お箸に留まらず、スマホでも書類でも、何かモノを取り上げたり、持ったりする際、5本の指がばらばらに開いているよりも、揃って寄り添っている方が、美しく見えるものです。
そして、指は丸まっているよりも伸ばしている方が長く美しく見えますし、脇が開いているとどこか子供っぽかったり、おうへいに見えがちなので、自然に閉じている方が断然気持ちがよかったりします。
こうした手指の動きの違いは、気持ちの良い所作の基本に深く関わり、思いのほか他人への印象を左右するものです。
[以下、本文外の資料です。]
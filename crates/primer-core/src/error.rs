//! Error types shared across the Primer workspace.
//!
//! The reference arithmetic helpers never fail: they wrap on overflow and
//! panic on out-of-range lengths. [`OpsError`] is what their checked
//! counterparts return instead.

use std::error::Error;
use std::fmt;

/// The arithmetic operation that failed.
#[derive(Clone, Copy, Debug, PartialEq, Eq, Hash)]
pub enum Operation {
    /// `add_constant`.
    AddConstant,
    /// `sum_buffer`.
    Sum,
    /// `copy_buffer`.
    Copy,
    /// `factorial`.
    Factorial,
    /// `fib_variant`.
    Fibonacci,
}

impl fmt::Display for Operation {
    fn fmt(&self, f: &mut fmt::Formatter<'_>) -> fmt::Result {
        let name = match self {
            Self::AddConstant => "add_constant",
            Self::Sum => "sum_buffer",
            Self::Copy => "copy_buffer",
            Self::Factorial => "factorial",
            Self::Fibonacci => "fib_variant",
        };
        f.write_str(name)
    }
}

/// Errors from the checked arithmetic helpers.
#[derive(Clone, Debug, PartialEq, Eq)]
pub enum OpsError {
    /// The result does not fit the operation's fixed-width integer type.
    Overflow {
        /// Which operation overflowed.
        op: Operation,
        /// The input that produced the overflow.
        input: i128,
    },
    /// A length argument exceeds the buffer it indexes.
    LengthExceeded {
        /// Which operation was called.
        op: Operation,
        /// Number of elements requested.
        requested: usize,
        /// Number of elements actually available.
        available: usize,
    },
}

impl fmt::Display for OpsError {
    fn fmt(&self, f: &mut fmt::Formatter<'_>) -> fmt::Result {
        match self {
            Self::Overflow { op, input } => {
                write!(f, "{op}({input}) overflows its result type")
            }
            Self::LengthExceeded {
                op,
                requested,
                available,
            } => {
                write!(
                    f,
                    "{op}: requested {requested} elements, buffer holds {available}"
                )
            }
        }
    }
}

impl Error for OpsError {}

#[cfg(test)]
mod tests {
    use super::*;

    #[test]
    fn overflow_display_names_operation_and_input() {
        let err = OpsError::Overflow {
            op: Operation::Factorial,
            input: 21,
        };
        assert_eq!(err.to_string(), "factorial(21) overflows its result type");
    }

    #[test]
    fn length_exceeded_display() {
        let err = OpsError::LengthExceeded {
            op: Operation::Sum,
            requested: 21,
            available: 20,
        };
        assert_eq!(
            err.to_string(),
            "sum_buffer: requested 21 elements, buffer holds 20"
        );
    }
}
//! Handle-addressed heap allocations for Primer runs.
//!
//! One [`HeapArena`] owns every heap allocation a run makes: single
//! scalars and fixed-length `i32` buffers. Callers see only
//! [`AllocHandle`]s. The arena guarantees each allocation is released
//! exactly once: explicitly via [`HeapArena::release`], implicitly when
//! replaced via [`HeapArena::replace`], or at the latest when the arena
//! is dropped.
//!
//! ```text
//! HeapArena
//! ├── ArenaConfig (allocation and element caps)
//! └── IndexMap<AllocId, Allocation> (live set, allocation order)
//!     ├── Allocation::Scalar(i32)
//!     └── Allocation::Buffer(Box<[i32]>)
//! ```

#![deny(missing_docs)]
#![deny(rustdoc::broken_intra_doc_links)]
#![forbid(unsafe_code)]

pub mod config;
pub mod error;
pub mod handle;
pub mod heap;

pub use config::ArenaConfig;
pub use error::ArenaError;
pub use handle::{AllocHandle, AllocKind};
pub use heap::{Allocation, HeapArena};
そして、それを意識できるか否かは、あくまでその人のセンスに依ります。
未就学児であれば別ですが、ある程度自らの意思をもって行動できる年齢に達したなら、その所作如何は自分次第です。
とはいえ「所作を磨く」というのはどこか漠然としていて、日常の中で意識したり、鍛錬するというのはなかなか難しいものです。
この点において、お箸使い・所作を磨くことは大いに役立ちます。
お箸を取り上げる際の指先や、何度も上げ下げをするお箸や器を持つ指、持ち上げている際の手から腕、何より食事の間中の姿勢。
これら全ては、日常の様々な動作に通じる共通する所作です。
毎日、一日3回、一食あたり数十分。
その積み重ねが、あなた自身の立居振舞いとなって表れます。
あなたはどんな人でありたいですか?
* * *
いかがでしたか。
箸使いは大切であるという理念は、令和の時代になってもなお生き続けています。
それには、このような日本のお箸文化特有のワケがあるのです。
丁寧なお箸使いは、心が乱れている時に、心を整えることにも役立ちます。
お箸使いは、正しい知識と意識(意欲)さえあれば、何歳になっても正せますし、その所作もどんどん磨くことができます。
もちろん人それぞれ指の長さ太さ、手のひらの大きさやバランスは異なりますが、人の身体の一部ですから、神経や筋肉を正しく鍛えれば良いだけなのです。
日本のお箸文化には、もっともっと様々な面白い文化的な話がございますので、ご興味をお持ちいただけましたら嬉しく存じます。